America in Wolfenstein II is complicit to the racism of the Nazis due to their beliefs being intertwined with our history. Not content to exist only behind us, this inherent discrimination continues to be active given the rise of the so-called “far-right” and blatant racism in figures like our current president. The white man, a majority of the population, has nothing to fear from a Nazi overhead when compared to the black, the queer, the Other, who already had restricted rights underneath a “free” America.
As for those born underneath Nazi rule, we are given Sigrun Engel, daughter of Irene Engel our central antagonist. Having turned on her mother due to Irene’s consistent verbal abuse towards Sigrun’s weight and diary entries, the Kreisau Circle welcomes her but doesn’t accept her. Members frequently call her a Nazi despite her protests. This boils over during BJ’s birthday party in which she confronts Grace over her Nazi labelling and overcomes her emotional connection to Bombate. She represents the hope that even those born under Nazi rule can break free and work against it. We even avoid predictable plot beats as Sigrun is not secretly feeding her mother information or betrays the Circle near the end.

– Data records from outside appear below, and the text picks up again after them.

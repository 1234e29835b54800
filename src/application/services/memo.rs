//! Memoized window selection.

use std::num::NonZeroUsize;

use lru::LruCache;
use parking_lot::Mutex;
use tracing::trace;

use crate::domain::services::{VisibleWindowSelector, WindowQuery, WindowSelection};
use crate::domain::snapshot::StateSnapshot;

/// Default number of (snapshot version, query) pairs to keep.
pub const DEFAULT_CACHE_SIZE: usize = 32;

/// An observably transparent cache around [`VisibleWindowSelector`].
///
/// Entries are keyed by the snapshot version and the full query, so a
/// repeated selection against an unchanged store is served without
/// recomputation while any store mutation naturally misses. Results are
/// identical to the uncached selector for every input.
pub struct MemoizedWindowSelector {
    cache: Mutex<LruCache<(u64, WindowQuery), WindowSelection>>,
    hits: std::sync::atomic::AtomicU64,
    misses: std::sync::atomic::AtomicU64,
}

impl MemoizedWindowSelector {
    /// Creates a cache with the specified capacity.
    #[must_use]
    pub fn new(capacity: usize) -> Self {
        let cap = NonZeroUsize::new(capacity).unwrap_or(NonZeroUsize::MIN);
        Self {
            cache: Mutex::new(LruCache::new(cap)),
            hits: std::sync::atomic::AtomicU64::new(0),
            misses: std::sync::atomic::AtomicU64::new(0),
        }
    }

    /// Creates a cache with the default capacity.
    #[must_use]
    pub fn with_default_capacity() -> Self {
        Self::new(DEFAULT_CACHE_SIZE)
    }

    /// Selects the visible window, reusing the cached result when the
    /// snapshot version and query both match a previous call.
    #[must_use]
    pub fn select(&self, snapshot: &StateSnapshot, query: &WindowQuery) -> WindowSelection {
        let key = (snapshot.version(), query.clone());
        let mut cache = self.cache.lock();

        if let Some(selection) = cache.get(&key) {
            self.hits
                .fetch_add(1, std::sync::atomic::Ordering::Relaxed);
            trace!(version = key.0, "window selection served from cache");
            return selection.clone();
        }

        let selection = VisibleWindowSelector::select(snapshot, query);
        cache.put(key, selection.clone());
        self.misses
            .fetch_add(1, std::sync::atomic::Ordering::Relaxed);
        selection
    }

    /// Number of cache hits since creation.
    #[must_use]
    pub fn hits(&self) -> u64 {
        self.hits.load(std::sync::atomic::Ordering::Relaxed)
    }

    /// Number of cache misses since creation.
    #[must_use]
    pub fn misses(&self) -> u64 {
        self.misses.load(std::sync::atomic::Ordering::Relaxed)
    }

    /// Number of cached entries.
    #[must_use]
    pub fn len(&self) -> usize {
        self.cache.lock().len()
    }

    #[must_use]
    #[allow(missing_docs)]
    pub fn is_empty(&self) -> bool {
        self.len() == 0
    }
}

impl Default for MemoizedWindowSelector {
    fn default() -> Self {
        Self::with_default_capacity()
    }
}

#[cfg(test)]
mod tests {
    use super::*;
    use crate::domain::entities::{ChannelChunk, Message, MessageId, UserProfile};
    use chrono::Utc;

    fn snapshot() -> StateSnapshot {
        let mut snap = StateSnapshot::new(UserProfile::new(7_u64, "alice"));
        snap.put_message(Message::new(1_u64, 100_u64, 9_u64, "hi", Utc::now()));
        snap.set_chunks(
            100_u64,
            vec![ChannelChunk::new(vec![MessageId(1)]).at_newest().at_oldest()],
        );
        snap
    }

    #[test]
    fn test_cached_result_matches_uncached() {
        let snap = snapshot();
        let query = WindowQuery::recent(100_u64);
        let memo = MemoizedWindowSelector::with_default_capacity();

        let direct = VisibleWindowSelector::select(&snap, &query);
        let first = memo.select(&snap, &query);
        let second = memo.select(&snap, &query);

        assert_eq!(first, direct);
        assert_eq!(second, direct);
        assert_eq!(memo.hits(), 1);
        assert_eq!(memo.misses(), 1);
    }

    #[test]
    fn test_mutation_invalidates_by_version() {
        let mut snap = snapshot();
        let query = WindowQuery::recent(100_u64);
        let memo = MemoizedWindowSelector::with_default_capacity();

        let before = memo.select(&snap, &query);
        snap.put_message(Message::new(2_u64, 100_u64, 9_u64, "more", Utc::now()));
        snap.set_chunks(
            100_u64,
            vec![
                ChannelChunk::new(vec![MessageId(1), MessageId(2)])
                    .at_newest()
                    .at_oldest(),
            ],
        );
        let after = memo.select(&snap, &query);

        assert_ne!(before.message_ids, after.message_ids);
        assert_eq!(memo.misses(), 2);
    }

    #[test]
    fn test_distinct_queries_cached_separately() {
        let snap = snapshot();
        let memo = MemoizedWindowSelector::with_default_capacity();

        let _ = memo.select(&snap, &WindowQuery::recent(100_u64));
        let _ = memo.select(&snap, &WindowQuery::recent(200_u64));

        assert_eq!(memo.len(), 2);
        assert_eq!(memo.misses(), 2);
    }

    #[test]
    fn test_capacity_bound() {
        let snap = snapshot();
        let memo = MemoizedWindowSelector::new(1);

        let _ = memo.select(&snap, &WindowQuery::recent(100_u64));
        let _ = memo.select(&snap, &WindowQuery::recent(200_u64));

        assert_eq!(memo.len(), 1);
    }
}
//! Pure derived-state computations over a snapshot.

mod mention;
mod thread_context;
mod window;

pub use mention::MentionMatcher;
pub use thread_context::{ThreadContext, ThreadContextResolver};
pub use window::{VisibleWindowSelector, WindowQuery, WindowSelection};
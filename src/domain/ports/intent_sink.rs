use crate::domain::intents::Intent;

/// Port for dispatching state-mutating intents to the host store.
pub trait IntentSink: Send + Sync {
    /// Hands an intent to the host application.
    fn dispatch(&self, intent: Intent);
}
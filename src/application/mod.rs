//! Application layer with view-model services and use cases.

/// View-model services.
pub mod services;
/// Use case implementations.
pub mod use_cases;

pub use services::{ListRow, MemoizedWindowSelector, MenuContext, MenuLocation, MenuService, RowBuilder};
pub use use_cases::ChannelViewUseCase;
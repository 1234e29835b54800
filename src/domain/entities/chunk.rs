//! Cached message chunk.

use serde::{Deserialize, Serialize};

use super::MessageId;

/// A contiguous cached run of message ids for one channel.
///
/// Ids are ordered ascending by message creation time. `at_newest` marks
/// the chunk that abuts the newest known message of the channel (at most
/// one per channel), `at_oldest` the one reaching the start of history.
#[derive(Debug, Clone, PartialEq, Eq, Serialize, Deserialize)]
pub struct ChannelChunk {
    order: Vec<MessageId>,
    #[serde(default)]
    at_newest: bool,
    #[serde(default)]
    at_oldest: bool,
}

impl ChannelChunk {
    /// Creates a chunk from ascending message ids.
    #[must_use]
    pub fn new(order: Vec<MessageId>) -> Self {
        Self {
            order,
            at_newest: false,
            at_oldest: false,
        }
    }

    /// Marks the chunk as abutting the newest known message.
    #[must_use]
    pub fn at_newest(mut self) -> Self {
        self.at_newest = true;
        self
    }

    /// Marks the chunk as reaching the start of the channel's history.
    #[must_use]
    pub fn at_oldest(mut self) -> Self {
        self.at_oldest = true;
        self
    }

    /// The message ids in ascending creation order.
    #[must_use]
    pub fn order(&self) -> &[MessageId] {
        &self.order
    }

    #[must_use]
    #[allow(missing_docs)]
    pub const fn is_at_newest(&self) -> bool {
        self.at_newest
    }

    #[must_use]
    #[allow(missing_docs)]
    pub const fn is_at_oldest(&self) -> bool {
        self.at_oldest
    }

    /// Whether the chunk contains the given message id.
    #[must_use]
    pub fn contains(&self, id: MessageId) -> bool {
        self.order.contains(&id)
    }

    /// Id of the oldest message in the chunk.
    #[must_use]
    pub fn oldest_id(&self) -> Option<MessageId> {
        self.order.first().copied()
    }

    /// Id of the newest message in the chunk.
    #[must_use]
    pub fn newest_id(&self) -> Option<MessageId> {
        self.order.last().copied()
    }

    #[must_use]
    #[allow(missing_docs)]
    pub fn len(&self) -> usize {
        self.order.len()
    }

    #[must_use]
    #[allow(missing_docs)]
    pub fn is_empty(&self) -> bool {
        self.order.is_empty()
    }
}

Ultimately, you take revenge on Engel after she has killed Caroline during the introduction, steals a family ring meant for Anya, and mocks you after murdering Super Spesh. After taking over her Ausmerzer fortress in a frustrating shootout, the Circle confronts Engel at a talk show where you hack off her arm before delivering the fatal blow to her head. No matter the timeline, members of the Circle deliver what is meant to be a rousing speech to those watching the television broadcast, but any emotion is swiftly eliminated by the end credits song: a horrible cover of We’re Not Going to Take It.